Guillermo Delgado

Personal information
- Full name: Guillermo León Delgado
- Date of birth: 8 July 1994 (age 31)
- Place of birth: Madrid, Spain
- Height: 1.75 m (5 ft 9 in)
- Position: Forward

Youth career
- Getafe

College career
- Years: Team / Apps / (Gls)
- 2013–2016: Delaware Fightin' Blue Hens / 78 / (49)

Senior career*
- Years: Team / Apps / (Gls)
- 2014: Reading United AC
- 2015–2016: Seattle Sounders FC U-23 / 23 / (9)
- 2018: Rio Grande Valley FC / 7 / (1)
- 2019: FC Tucson / 24 / (3)

= Guillermo Delgado (footballer, born 1994) =

Spanish footballer

Guillermo León Delgado (born 8 July 1994) is a Spanish footballer.

== Career ==
===Youth and college===
Delgado played four years of college soccer at the University of Delaware between 2013 and 2016. Delgado is one of the most decorated student-athletes in University of Delaware history, finishing his four-year career with the Blue Hens as the school's all-time leader in five statistical categories: points, goals, assists, game-winning goals, and shots.
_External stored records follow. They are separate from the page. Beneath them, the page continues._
use tokio::time::sleep;
use tracing::{debug, warn};

use crate::error::{QueryContext, ThrottleSignal};
use crate::model::{url_hash, ExtractedPage, Query};
use crate::parse::extract_blocking;
use crate::process::Session;
use crate::request::PageRequest;
use crate::throttle::{self, Verdict};
use crate::{Config, Error, Result, START_PAGE, USER_PAGE_SIZE};

/// Builds the request for page `index` of `query`.
pub fn page_request(query: &Query, config: &Config, index: usize) -> Result<PageRequest> {
    let page = index.to_string();
    let request = match query {
        Query::UrlSummary { url } => {
            let mut target = config.feeds_url()?;
            push_segments(&mut target, &["v2", "json", "urlinfo", url_hash(url).as_str()])?;
            PageRequest::new(target)
        }
        Query::UrlHistory { url } => {
            let mut target = config.site_url()?;
            push_segments(&mut target, &["url", url_hash(url).as_str()])?;
            target
                .query_pairs_mut()
                .append_pair("show", "all")
                .append_pair("page", &page);
            PageRequest::new(target)
        }
        Query::UserBookmarks { username } => {
            let mut target = config.site_url()?;
            push_segments(&mut target, &[username.as_str()])?;
            target
                .query_pairs_mut()
                .append_pair("setcount", USER_PAGE_SIZE)
                .append_pair("page", &page);
            PageRequest::new(target)
        }
        Query::UserPosts { username, password } => {
            let mut target = config.api_url()?;
            push_segments(&mut target, &["v1", "posts", "all"])?;
            // Credentials never travel in clear text.
            target
                .set_scheme("https")
                .map_err(|_| Error::Config("api_base cannot be switched to https".into()))?;
            let mut request = PageRequest::new(target);
            request.credentials = Some((username.clone(), password.clone()));
            request
        }
        Query::UserTags { username } => {
            let mut target = config.feeds_url()?;
            push_segments(&mut target, &["v2", "json", "tags", username.as_str()])?;
            PageRequest::new(target)
        }
        Query::UserNetwork { username, relation } => {
            let mut target = config.feeds_url()?;
            push_segments(&mut target, &["v2", "json", relation.feed(), username.as_str()])?;
            PageRequest::new(target)
        }
    };
    Ok(request)
}

fn push_segments(url: &mut reqwest::Url, segments: &[&str]) -> Result<()> {
    url.path_segments_mut()
        .map_err(|_| Error::Config("base URL cannot take path segments".into()))?
        .pop_if_empty()
        .extend(segments);
    Ok(())
}

/// Walks the pages of one query, strictly one after another.
///
/// Each call to [`Paginator::next_page`] fetches one page, checks it for
/// throttling and extracts it. The walk ends when the site runs out of
/// records, after the single page of an unpaged kind, on the page cap, or on
/// the first error. It cannot be resumed; a new query starts from page one.
pub struct Paginator<'a> {
    session: &'a Session,
    query: Query,
    ctx: QueryContext,
    next_index: usize,
    pages_fetched: usize,
    finished: bool,
    page_limit_reached: bool,
}

impl<'a> Paginator<'a> {
    pub fn new(session: &'a Session, query: Query) -> Self {
        let ctx = QueryContext::new(query.kind(), query.subject());
        Self {
            session,
            query,
            ctx,
            next_index: START_PAGE,
            pages_fetched: 0,
            finished: false,
            page_limit_reached: false,
        }
    }

    pub fn pages_fetched(&self) -> usize {
        self.pages_fetched
    }

    /// The cap stopped the walk while the site still had pages to give.
    pub fn page_limit_reached(&self) -> bool {
        self.page_limit_reached
    }

    /// Next page, `Ok(None)` once the walk is over.
    pub async fn next_page(&mut self) -> Result<Option<ExtractedPage>> {
        if self.finished {
            return Ok(None);
        }
        let index = self.next_index;
        let session = self.session;
        let config = session.config();

        if index >= START_PAGE + config.max_pages {
            self.finished = true;
            self.page_limit_reached = true;
            warn!(
                kind = %self.ctx.kind,
                subject = %self.ctx.subject,
                max_pages = config.max_pages,
                "page limit reached before the site ran out of pages"
            );
            return Ok(None);
        }

        // Cooperative checkpoint, also the short-circuit for a throttled session.
        self.checkpoint(index)?;
        if index > START_PAGE && !config.page_delay().is_zero() {
            let cancel = session.cancellation();
            tokio::select! {
                _ = cancel.cancelled() => return Err(self.fail(Error::Cancelled { ctx: self.ctx.clone(), page: index })),
                _ = sleep(config.page_delay()) => {}
            }
        }

        let request = page_request(&self.query, config, index).map_err(|e| self.fail(e))?;
        debug!(kind = %self.ctx.kind, page = index, url = %request.url, "requesting page");
        let raw = match session.fetcher().fetch(&request).await {
            Ok(raw) => raw,
            Err(source) => {
                return Err(self.fail(Error::Network {
                    ctx: self.ctx.clone(),
                    page: index,
                    source,
                }))
            }
        };

        if let Verdict::Throttled(signal) = throttle::check(&raw) {
            session.mark_throttled();
            warn!(
                kind = %self.ctx.kind,
                subject = %self.ctx.subject,
                page = index,
                ?signal,
                "site is throttling us, abandoning query"
            );
            return Err(self.fail(Error::Throttled {
                ctx: self.ctx.clone(),
                page: index,
                signal,
                partial: None,
            }));
        }

        let (raw, extraction) = extract_blocking(raw, self.query.clone())
            .await
            .map_err(|e| self.fail(e))?;
        let extraction = match extraction {
            Ok(extraction) => extraction,
            Err(e) => {
                return Err(self.fail(Error::Parse {
                    ctx: self.ctx.clone(),
                    page: index,
                    template: e.template,
                    reason: e.reason,
                }))
            }
        };

        self.next_index += 1;
        if extraction.records.is_empty() {
            self.finished = true;
            if index > START_PAGE {
                debug!(kind = %self.ctx.kind, page = index, "empty page, pagination exhausted");
                return Ok(None);
            }
        }
        if !self.ctx.kind.is_paged() {
            self.finished = true;
        }

        self.pages_fetched += 1;
        debug!(
            kind = %self.ctx.kind,
            page = index,
            records = extraction.records.len(),
            "extracted page"
        );
        Ok(Some(ExtractedPage {
            kind: self.ctx.kind,
            index,
            final_url: raw.final_url,
            records: extraction.records,
            summary: extraction.summary,
        }))
    }

    fn checkpoint(&mut self, index: usize) -> Result<()> {
        if self.session.cancellation().is_cancelled() {
            return Err(self.fail(Error::Cancelled {
                ctx: self.ctx.clone(),
                page: index,
            }));
        }
        if self.session.is_throttled() {
            return Err(self.fail(Error::Throttled {
                ctx: self.ctx.clone(),
                page: index,
                signal: ThrottleSignal::KnownThrottled,
                partial: None,
            }));
        }
        Ok(())
    }

    fn fail(&mut self, err: Error) -> Error {
        self.finished = true;
        err
    }
}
While at college, Delgado played with USL PDL sides Reading United & Seattle Sounders FC U-23.

=== Professional ===
On 13 January 2017, Delgado was selected 27th overall in the 2017 MLS SuperDraft by Chicago Fire. However, he wasn't signed by the club.

Delgado joined United Soccer League side Rio Grande Valley FC Toros in March 2018. He made his professional debut on 16 March 2018 in a 1–1 draw with Saint Louis FC.

On 28 January 2019, Delgado joined FC Tucson ahead of their first season in USL League One.